EXERCISE BRIEF: This exercise calls for every line of the listing below that contains the word "linked".
----- TASK INPUTS
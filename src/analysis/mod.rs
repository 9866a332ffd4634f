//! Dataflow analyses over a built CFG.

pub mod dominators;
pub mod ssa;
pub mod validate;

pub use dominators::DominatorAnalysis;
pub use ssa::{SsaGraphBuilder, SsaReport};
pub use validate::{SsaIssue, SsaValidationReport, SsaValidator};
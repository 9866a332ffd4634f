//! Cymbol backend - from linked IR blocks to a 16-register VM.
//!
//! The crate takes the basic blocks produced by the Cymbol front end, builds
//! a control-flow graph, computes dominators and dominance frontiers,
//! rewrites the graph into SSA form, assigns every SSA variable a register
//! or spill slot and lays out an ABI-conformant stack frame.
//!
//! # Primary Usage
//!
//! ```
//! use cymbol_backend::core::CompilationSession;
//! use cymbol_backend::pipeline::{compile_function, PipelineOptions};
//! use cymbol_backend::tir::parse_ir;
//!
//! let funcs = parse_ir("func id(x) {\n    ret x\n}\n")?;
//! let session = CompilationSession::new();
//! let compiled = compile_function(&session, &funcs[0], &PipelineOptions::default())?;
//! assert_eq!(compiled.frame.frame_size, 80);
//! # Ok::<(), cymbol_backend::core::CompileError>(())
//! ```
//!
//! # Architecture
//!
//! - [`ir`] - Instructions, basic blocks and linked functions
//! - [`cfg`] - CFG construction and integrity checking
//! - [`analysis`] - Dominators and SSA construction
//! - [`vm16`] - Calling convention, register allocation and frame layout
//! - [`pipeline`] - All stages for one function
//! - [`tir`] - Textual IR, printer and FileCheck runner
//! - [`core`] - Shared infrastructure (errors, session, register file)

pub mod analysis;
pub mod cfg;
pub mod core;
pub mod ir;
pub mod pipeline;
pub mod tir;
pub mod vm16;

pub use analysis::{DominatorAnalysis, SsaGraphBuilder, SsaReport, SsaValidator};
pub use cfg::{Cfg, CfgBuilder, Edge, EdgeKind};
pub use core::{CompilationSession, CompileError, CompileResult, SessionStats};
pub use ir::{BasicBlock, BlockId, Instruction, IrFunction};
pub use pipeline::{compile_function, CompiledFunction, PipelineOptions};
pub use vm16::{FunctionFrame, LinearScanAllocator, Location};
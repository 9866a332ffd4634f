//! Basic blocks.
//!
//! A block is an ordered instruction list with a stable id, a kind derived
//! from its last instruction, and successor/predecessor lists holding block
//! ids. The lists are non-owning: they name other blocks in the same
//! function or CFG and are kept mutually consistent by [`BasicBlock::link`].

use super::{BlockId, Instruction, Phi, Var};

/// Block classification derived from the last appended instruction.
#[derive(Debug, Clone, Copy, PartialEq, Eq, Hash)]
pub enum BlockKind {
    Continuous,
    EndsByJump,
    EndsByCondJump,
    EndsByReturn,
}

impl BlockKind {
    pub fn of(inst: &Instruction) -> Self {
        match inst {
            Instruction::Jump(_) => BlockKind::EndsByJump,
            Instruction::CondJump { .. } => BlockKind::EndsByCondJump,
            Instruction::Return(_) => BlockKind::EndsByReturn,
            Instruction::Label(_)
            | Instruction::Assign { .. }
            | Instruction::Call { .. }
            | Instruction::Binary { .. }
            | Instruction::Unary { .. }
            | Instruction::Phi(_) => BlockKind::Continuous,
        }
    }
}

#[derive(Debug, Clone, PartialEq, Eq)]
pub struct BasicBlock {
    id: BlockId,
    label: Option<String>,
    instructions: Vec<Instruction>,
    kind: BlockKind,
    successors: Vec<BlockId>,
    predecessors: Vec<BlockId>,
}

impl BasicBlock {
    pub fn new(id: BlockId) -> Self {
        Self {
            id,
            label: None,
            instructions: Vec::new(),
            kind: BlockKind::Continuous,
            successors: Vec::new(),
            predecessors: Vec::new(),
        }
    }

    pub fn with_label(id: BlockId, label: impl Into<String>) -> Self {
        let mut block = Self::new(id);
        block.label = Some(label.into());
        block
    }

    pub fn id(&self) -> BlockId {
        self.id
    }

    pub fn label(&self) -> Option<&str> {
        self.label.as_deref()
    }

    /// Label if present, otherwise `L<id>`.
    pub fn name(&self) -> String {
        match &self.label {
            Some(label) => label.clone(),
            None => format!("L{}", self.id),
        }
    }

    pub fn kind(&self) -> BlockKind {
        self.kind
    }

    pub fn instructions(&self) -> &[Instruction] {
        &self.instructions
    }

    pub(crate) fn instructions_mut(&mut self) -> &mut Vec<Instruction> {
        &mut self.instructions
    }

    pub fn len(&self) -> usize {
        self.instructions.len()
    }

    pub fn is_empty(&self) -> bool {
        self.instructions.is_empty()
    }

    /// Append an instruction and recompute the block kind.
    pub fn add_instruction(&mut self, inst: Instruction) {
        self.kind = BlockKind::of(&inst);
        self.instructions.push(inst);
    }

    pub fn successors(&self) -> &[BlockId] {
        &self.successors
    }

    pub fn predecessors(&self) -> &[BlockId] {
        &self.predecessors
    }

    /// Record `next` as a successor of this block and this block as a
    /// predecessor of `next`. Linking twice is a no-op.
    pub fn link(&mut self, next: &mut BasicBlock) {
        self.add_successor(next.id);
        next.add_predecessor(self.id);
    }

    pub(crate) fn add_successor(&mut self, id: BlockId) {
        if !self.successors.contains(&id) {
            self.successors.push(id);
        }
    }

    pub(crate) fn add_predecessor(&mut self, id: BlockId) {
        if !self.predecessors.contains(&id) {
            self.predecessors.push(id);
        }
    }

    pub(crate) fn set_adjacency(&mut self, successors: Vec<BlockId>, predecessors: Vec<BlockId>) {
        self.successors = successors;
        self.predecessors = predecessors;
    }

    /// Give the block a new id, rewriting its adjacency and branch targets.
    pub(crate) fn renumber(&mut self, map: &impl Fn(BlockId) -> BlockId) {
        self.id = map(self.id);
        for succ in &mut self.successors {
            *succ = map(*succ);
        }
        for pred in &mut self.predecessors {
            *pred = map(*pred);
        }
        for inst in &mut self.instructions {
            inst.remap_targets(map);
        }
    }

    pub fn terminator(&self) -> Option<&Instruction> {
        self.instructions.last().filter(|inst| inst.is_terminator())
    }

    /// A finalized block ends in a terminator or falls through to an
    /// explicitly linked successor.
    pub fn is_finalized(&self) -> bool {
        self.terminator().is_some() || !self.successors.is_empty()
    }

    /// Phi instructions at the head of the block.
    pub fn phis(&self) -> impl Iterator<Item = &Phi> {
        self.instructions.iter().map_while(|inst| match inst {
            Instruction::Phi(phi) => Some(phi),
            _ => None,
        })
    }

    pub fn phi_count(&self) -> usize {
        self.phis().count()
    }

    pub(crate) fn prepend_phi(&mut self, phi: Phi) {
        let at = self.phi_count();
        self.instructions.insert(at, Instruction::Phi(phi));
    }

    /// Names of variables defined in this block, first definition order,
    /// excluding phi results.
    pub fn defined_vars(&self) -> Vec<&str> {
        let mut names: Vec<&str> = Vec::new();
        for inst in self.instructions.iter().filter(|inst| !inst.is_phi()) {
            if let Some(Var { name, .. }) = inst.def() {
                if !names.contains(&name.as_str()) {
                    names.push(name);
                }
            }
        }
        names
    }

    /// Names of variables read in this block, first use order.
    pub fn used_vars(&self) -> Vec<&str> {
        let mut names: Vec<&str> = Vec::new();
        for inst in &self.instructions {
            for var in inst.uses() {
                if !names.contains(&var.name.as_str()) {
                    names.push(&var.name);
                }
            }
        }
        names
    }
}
----------
RESPONSE TO THE EXERCISE:
//! Cymbol backend - from linked IR blocks to a 16-register VM.
//! - [`ir`] - Instructions, basic blocks and linked functions
    /// explicitly linked successor.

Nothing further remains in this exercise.